9 thoughts on “Roberto Clemente, What If?

  1. There are only a few great ballplayers about which you can say “He was a better man than a ballplayer.” Clemente is one of them.
    v

    Posted by verdun2 | April 5, 2017, 8:25 am
    • Can you think of another? I can’t, which isn’t to say there isn’t one, just that I can’t think of who it may be.

      Dale Murphy? I don’t think I’d call him a great ballplayer.

      Posted by Miller | April 5, 2017, 9:29 am
      • Gehrig, maybe?
        v

        Posted by verdun2 | April 5, 2017, 9:52 am
      • I’m good with this, Murphy was a player with an excellent prime in the low standard deviations 80s, he’s a gray area guy you can push over the top due to awesome character.

        Posted by Ryan | April 6, 2017, 1:54 pm
  2. Can you think of another? I can’t, which isn’t to say there isn’t one, just that I can’t think of who it may be.

    Dale Murphy? I don’t think I’d call him a great ballplayer.

    Posted by Miller | April 5, 2017, 9:29 am
    • So I wrote this whole thing on my phone last night, but since my technological prowess lags behind even my below average skills, well…

      As for Murphy, he’s not on my line (though the power plus the peak-y peak I understand might put him on yours, Ryan). I rank him in a virtual tie with Mike Cameron, 38th in center field. But even if he were, say, 20th, I don’t agree that his character puts him over. Similarly, someone lacking character wouldn’t put them under.

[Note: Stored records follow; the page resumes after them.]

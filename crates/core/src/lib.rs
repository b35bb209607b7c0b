//! Storyreel Core Library
//!
//! Turns the per-segment assets of a generated story (still image, voiceover,
//! word-timing transcript) into captioned clips and joins them into one video.

pub mod assets;
pub mod captions;
pub mod catalog;
pub mod config;
pub mod error;
pub mod events;
pub mod ffmpeg;
pub mod generation;
pub mod pipeline;
pub mod queues;
pub mod routes;
pub mod story;
pub mod transcript;
pub mod types;
pub mod workers;

// Re-export commonly used items at crate root
pub use assets::{AssetKind, NormalizationReport, locate_segments, normalize_assets};
pub use captions::{CaptionStyle, build_caption_filter};
pub use catalog::list_completed_stories;
pub use config::PipelineConfig;
pub use error::{ErrorClass, Result, StoryError};
pub use ffmpeg::{FfmpegRunner, SystemFfmpegRunner};
pub use generation::{GenerationConfig, GenerationRequest, GptScriptGenerator, StoryGenerator, create_story};
pub use pipeline::{PipelineStage, StoryPipeline};
pub use story::{StoryId, StoryLayout};
pub use transcript::{load_transcript, parse_transcript};
pub use types::{FinalVideo, RenderedClip, Segment, Transcript, WordTiming};
use std::{
    fmt,
    path::{Path, PathBuf},
    str::FromStr,
};

use serde::Serialize;
use uuid::Uuid;

use crate::{
    error::{Result, StoryError},
    types::Segment,
};

/// Opaque story identifier: lowercase ASCII letters and digits, at least six of them.
#[derive(Debug, Clone, PartialEq, Eq, Hash, PartialOrd, Ord, Serialize)]
#[serde(transparent)]
pub struct StoryId(String);

impl StoryId {
    pub const MIN_LEN: usize = 6;

    pub fn parse(raw: &str) -> Result<Self> {
        let invalid = |reason| StoryError::InvalidStoryId {
            id: raw.to_string(),
            reason,
        };

        if raw.len() < Self::MIN_LEN {
            return Err(invalid("must be at least 6 characters"));
        }
        if !raw
            .bytes()
            .all(|b| b.is_ascii_lowercase() || b.is_ascii_digit())
        {
            return Err(invalid("must contain only lowercase letters and digits"));
        }

        Ok(Self(raw.to_string()))
    }

    /// Fresh identifier for a new story
    pub fn generate() -> Self {
        Self(Uuid::new_v4().simple().to_string())
    }

    pub fn as_str(&self) -> &str {
        &self.0
    }
}

impl fmt::Display for StoryId {
    fn fmt(&self, f: &mut fmt::Formatter<'_>) -> fmt::Result {
        f.write_str(&self.0)
    }
}

impl FromStr for StoryId {
    type Err = StoryError;

    fn from_str(s: &str) -> Result<Self> {
        Self::parse(s)
    }
}

/// Path conventions of one story directory.
///
/// Segment indices are 1-based everywhere except the rendered clip names,
/// which keep their zero-based `output_{i-1}.mp4` form.
#[derive(Debug, Clone)]
pub struct StoryLayout {
    id: StoryId,
    dir: PathBuf,
}

impl StoryLayout {
    pub fn new(stories_root: &Path, id: &StoryId) -> Self {
        Self {
            id: id.clone(),
            dir: stories_root.join(id.as_str()),
        }
    }

    pub fn id(&self) -> &StoryId {
        &self.id
    }

    pub fn dir(&self) -> &Path {
        &self.dir
    }

    pub fn image_path(&self, index: usize) -> PathBuf {
        self.dir.join(format!("{}.png", index))
    }

    pub fn audio_path(&self, index: usize) -> PathBuf {
        self.dir.join(format!("{}.mp3", index))
    }

    pub fn transcript_path(&self, index: usize) -> PathBuf {
        self.dir.join(format!("transcription-{}.json", index))
    }

    pub fn raw_image_path(&self, index: usize) -> PathBuf {
        self.dir.join(format!("b-roll-{}.png", index))
    }

    pub fn raw_audio_path(&self, index: usize) -> PathBuf {
        self.dir.join(format!("voiceover-{}.mp3", index))
    }

    pub fn raw_transcript_path(&self, index: usize) -> PathBuf {
        self.dir.join(format!("voiceover-{}.txt", index))
    }

    pub fn clip_path(&self, index: usize) -> PathBuf {
        self.dir.join(format!("output_{}.mp4", index.saturating_sub(1)))
    }

    pub fn concat_manifest_path(&self) -> PathBuf {
        self.dir.join("concat.txt")
    }

    pub fn final_path(&self) -> PathBuf {
        self.dir.join(Self::FINAL_NAME)
    }

    /// Where the concatenator writes before the result is renamed to `final.mp4`
    pub fn partial_final_path(&self) -> PathBuf {
        self.dir.join(format!("{}.part", Self::FINAL_NAME))
    }

    /// Final artifact path relative to the stories root, as handed to callers
    pub fn final_relative(&self) -> String {
        format!("{}/{}", self.id, Self::FINAL_NAME)
    }

    pub fn segment(&self, index: usize) -> Segment {
        Segment {
            index,
            image: self.image_path(index),
            audio: self.audio_path(index),
            transcript: self.transcript_path(index),
        }
    }

    pub const FINAL_NAME: &'static str = "final.mp4";
}

#[cfg(test)]
mod tests {
    use super::*;

    #[test]
    fn accepts_lowercase_alphanumeric_ids() {
        assert!(StoryId::parse("abc123").is_ok());
        assert!(StoryId::parse("lq0x9k2m1z").is_ok());
    }

    #[test]
    fn rejects_short_or_foreign_ids() {
        for raw in ["", "abc12", "ABC123", "abc-123", "../etc", "abc 123", "ab\u{e9}cdef"] {
            assert!(
                matches!(StoryId::parse(raw), Err(StoryError::InvalidStoryId { .. })),
                "{raw:?} should be rejected"
            );
        }
    }

    #[test]
    fn generated_ids_satisfy_the_pattern() {
        let id = StoryId::generate();
        assert_eq!(StoryId::parse(id.as_str()).unwrap(), id);
        assert_ne!(StoryId::generate(), id);
    }

    #[test]
    fn layout_follows_naming_conventions() {
        let id = StoryId::parse("story42").unwrap();
        let layout = StoryLayout::new(Path::new("/srv/stories"), &id);

        assert_eq!(layout.dir(), Path::new("/srv/stories/story42"));
        assert_eq!(layout.image_path(1), Path::new("/srv/stories/story42/1.png"));
        assert_eq!(layout.audio_path(2), Path::new("/srv/stories/story42/2.mp3"));
        assert_eq!(
            layout.transcript_path(3),
            Path::new("/srv/stories/story42/transcription-3.json")
        );
        assert_eq!(
            layout.raw_image_path(1),
            Path::new("/srv/stories/story42/b-roll-1.png")
        );
        assert_eq!(
            layout.raw_transcript_path(2),
            Path::new("/srv/stories/story42/voiceover-2.txt")
        );
        assert_eq!(layout.clip_path(1), Path::new("/srv/stories/story42/output_0.mp4"));
        assert_eq!(layout.clip_path(3), Path::new("/srv/stories/story42/output_2.mp4"));
        assert_eq!(layout.final_relative(), "story42/final.mp4");
        assert_eq!(
            layout.partial_final_path(),
            Path::new("/srv/stories/story42/final.mp4.part")
        );
    }
}
pub mod fifo_drop_oldest_queue;
pub mod isolated_forwarder;

pub use fifo_drop_oldest_queue::*;
pub use isolated_forwarder::*;

pub enum QueueKind {
    /// Bounded buffer that evicts the oldest event when full
    FifoDropOldest { capacity: usize },
    /// Hand-off through a drain task; publishing drops when the inbox is full
    Isolated { output_buffer: usize },
}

      There are two things operating here. First, I use a WAR-based (bWAR, if you will) system, so I need to quantify character in wins. I don’t have reason to believe Murphy’s character led the Braves or Phils (and my BBREF search now reminds me to say “Rockies” too to victories). The other reason is more important, at least to me. It’s that I don’t find myself qualified to judge the character of other individuals. I have opinions, strong opinions. But I know I’m wrong about so many things. And about other things, I know my opinions will look silly over time. Anyway, I think I can judge statistical performance decently. I know my judgments of character will be massively flawed.

      I hope that makes sense.

      Posted by Miller | April 7, 2017, 7:03 pm
      • Agreed to this, i was just thinking if anyone would deserve a boost for character, it could be dale Murphy. Like you, i can be satisfied with an analytical approach, we cant reasonably measure the value of ones character.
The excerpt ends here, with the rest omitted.